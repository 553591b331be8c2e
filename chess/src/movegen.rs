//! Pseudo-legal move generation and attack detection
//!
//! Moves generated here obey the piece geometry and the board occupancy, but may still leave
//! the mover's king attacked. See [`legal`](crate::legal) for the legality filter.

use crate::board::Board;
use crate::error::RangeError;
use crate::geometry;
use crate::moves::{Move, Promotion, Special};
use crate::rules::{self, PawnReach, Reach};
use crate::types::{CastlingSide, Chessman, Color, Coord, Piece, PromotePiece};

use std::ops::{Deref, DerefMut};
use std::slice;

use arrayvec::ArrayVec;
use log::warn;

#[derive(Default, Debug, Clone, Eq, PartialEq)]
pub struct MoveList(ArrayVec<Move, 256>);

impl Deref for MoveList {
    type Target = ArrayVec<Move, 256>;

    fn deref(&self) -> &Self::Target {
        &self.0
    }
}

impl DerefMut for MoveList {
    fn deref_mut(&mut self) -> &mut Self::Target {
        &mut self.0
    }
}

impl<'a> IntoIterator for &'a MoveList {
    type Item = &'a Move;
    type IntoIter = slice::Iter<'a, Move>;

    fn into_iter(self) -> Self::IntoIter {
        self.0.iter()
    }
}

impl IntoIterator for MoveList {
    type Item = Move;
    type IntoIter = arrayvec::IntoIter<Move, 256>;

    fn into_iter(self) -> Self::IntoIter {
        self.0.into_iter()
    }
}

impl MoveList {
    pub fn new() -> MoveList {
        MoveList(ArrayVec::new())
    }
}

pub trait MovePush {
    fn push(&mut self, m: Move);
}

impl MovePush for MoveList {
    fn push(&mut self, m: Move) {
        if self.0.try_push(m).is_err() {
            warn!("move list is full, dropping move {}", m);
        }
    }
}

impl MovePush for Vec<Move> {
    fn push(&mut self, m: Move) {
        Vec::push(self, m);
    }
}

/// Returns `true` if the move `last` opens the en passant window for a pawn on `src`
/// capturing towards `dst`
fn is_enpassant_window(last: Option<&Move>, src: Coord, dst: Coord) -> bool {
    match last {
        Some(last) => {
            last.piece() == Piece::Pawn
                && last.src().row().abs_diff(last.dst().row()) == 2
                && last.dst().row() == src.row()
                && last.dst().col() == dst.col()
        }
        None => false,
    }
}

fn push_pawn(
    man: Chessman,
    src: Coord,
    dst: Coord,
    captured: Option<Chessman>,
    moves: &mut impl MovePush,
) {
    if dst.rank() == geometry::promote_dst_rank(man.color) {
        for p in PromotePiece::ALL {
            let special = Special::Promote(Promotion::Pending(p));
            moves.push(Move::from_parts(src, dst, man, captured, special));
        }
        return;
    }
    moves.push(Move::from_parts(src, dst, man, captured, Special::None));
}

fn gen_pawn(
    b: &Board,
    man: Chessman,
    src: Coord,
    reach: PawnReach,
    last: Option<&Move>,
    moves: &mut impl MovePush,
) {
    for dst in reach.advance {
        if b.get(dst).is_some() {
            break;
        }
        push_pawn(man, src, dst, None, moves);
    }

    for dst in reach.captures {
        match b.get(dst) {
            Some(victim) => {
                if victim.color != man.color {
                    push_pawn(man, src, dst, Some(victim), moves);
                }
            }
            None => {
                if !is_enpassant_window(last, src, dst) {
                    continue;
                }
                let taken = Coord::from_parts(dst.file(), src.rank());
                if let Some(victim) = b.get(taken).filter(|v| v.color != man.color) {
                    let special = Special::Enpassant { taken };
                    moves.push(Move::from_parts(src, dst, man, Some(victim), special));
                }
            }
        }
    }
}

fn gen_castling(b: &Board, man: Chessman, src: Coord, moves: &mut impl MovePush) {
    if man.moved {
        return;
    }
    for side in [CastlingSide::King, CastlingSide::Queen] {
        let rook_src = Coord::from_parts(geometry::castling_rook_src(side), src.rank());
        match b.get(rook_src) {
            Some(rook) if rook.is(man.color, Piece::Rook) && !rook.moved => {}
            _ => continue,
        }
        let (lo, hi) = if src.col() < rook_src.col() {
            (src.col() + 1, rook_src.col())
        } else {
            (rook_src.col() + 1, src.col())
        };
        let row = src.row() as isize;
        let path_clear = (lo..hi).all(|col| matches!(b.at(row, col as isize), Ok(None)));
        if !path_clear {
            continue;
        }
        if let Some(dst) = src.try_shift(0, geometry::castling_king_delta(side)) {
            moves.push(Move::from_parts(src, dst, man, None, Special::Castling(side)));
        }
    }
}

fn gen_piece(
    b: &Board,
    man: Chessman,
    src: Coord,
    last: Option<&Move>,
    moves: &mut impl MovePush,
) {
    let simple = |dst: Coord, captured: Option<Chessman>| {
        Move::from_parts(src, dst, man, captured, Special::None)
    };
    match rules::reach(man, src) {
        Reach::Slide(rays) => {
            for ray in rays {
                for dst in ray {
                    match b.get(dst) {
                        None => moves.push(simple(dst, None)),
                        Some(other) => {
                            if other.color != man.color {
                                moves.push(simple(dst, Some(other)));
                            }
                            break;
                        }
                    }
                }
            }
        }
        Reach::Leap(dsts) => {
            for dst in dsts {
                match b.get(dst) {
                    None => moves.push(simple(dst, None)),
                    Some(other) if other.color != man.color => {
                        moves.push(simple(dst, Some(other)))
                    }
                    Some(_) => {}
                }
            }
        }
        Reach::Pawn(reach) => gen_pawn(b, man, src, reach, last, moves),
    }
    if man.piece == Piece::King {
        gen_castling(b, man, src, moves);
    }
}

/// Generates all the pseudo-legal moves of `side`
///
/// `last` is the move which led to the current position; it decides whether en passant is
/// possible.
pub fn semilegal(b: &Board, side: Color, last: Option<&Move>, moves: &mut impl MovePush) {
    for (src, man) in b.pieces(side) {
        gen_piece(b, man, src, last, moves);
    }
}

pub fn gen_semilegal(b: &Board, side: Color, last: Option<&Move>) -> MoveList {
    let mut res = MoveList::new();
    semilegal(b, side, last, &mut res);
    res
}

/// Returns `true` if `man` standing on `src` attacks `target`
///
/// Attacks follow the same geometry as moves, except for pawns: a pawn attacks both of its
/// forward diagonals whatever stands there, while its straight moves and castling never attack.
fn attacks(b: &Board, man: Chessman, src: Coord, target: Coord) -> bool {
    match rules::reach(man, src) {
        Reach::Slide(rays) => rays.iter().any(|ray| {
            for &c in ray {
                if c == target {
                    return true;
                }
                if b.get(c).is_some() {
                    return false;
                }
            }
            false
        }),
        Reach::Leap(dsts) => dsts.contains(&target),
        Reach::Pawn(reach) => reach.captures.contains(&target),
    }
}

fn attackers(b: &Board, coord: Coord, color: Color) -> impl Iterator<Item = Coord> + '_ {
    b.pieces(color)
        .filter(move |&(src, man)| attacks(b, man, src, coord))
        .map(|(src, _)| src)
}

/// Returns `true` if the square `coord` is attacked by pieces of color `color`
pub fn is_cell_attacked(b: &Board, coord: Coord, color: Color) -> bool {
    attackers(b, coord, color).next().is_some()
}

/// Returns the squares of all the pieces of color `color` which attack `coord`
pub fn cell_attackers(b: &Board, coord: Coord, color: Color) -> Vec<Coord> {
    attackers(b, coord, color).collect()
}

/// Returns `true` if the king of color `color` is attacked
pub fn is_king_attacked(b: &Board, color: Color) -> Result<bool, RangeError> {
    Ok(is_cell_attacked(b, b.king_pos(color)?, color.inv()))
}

━━━━━━

_EXERCISE DESCRIPTION_
In the material above, show every line where the word "MoveList" turns up.

_WRITTEN REPLY_
pub struct MoveList(ArrayVec<Move, 256>);
impl Deref for MoveList {
impl DerefMut for MoveList {
impl<'a> IntoIterator for &'a MoveList {
impl IntoIterator for MoveList {
impl MoveList {
    pub fn new() -> MoveList {
        MoveList(ArrayVec::new())
impl MovePush for MoveList {
pub fn gen_semilegal(b: &Board, side: Color, last: Option<&Move>) -> MoveList {
    let mut res = MoveList::new();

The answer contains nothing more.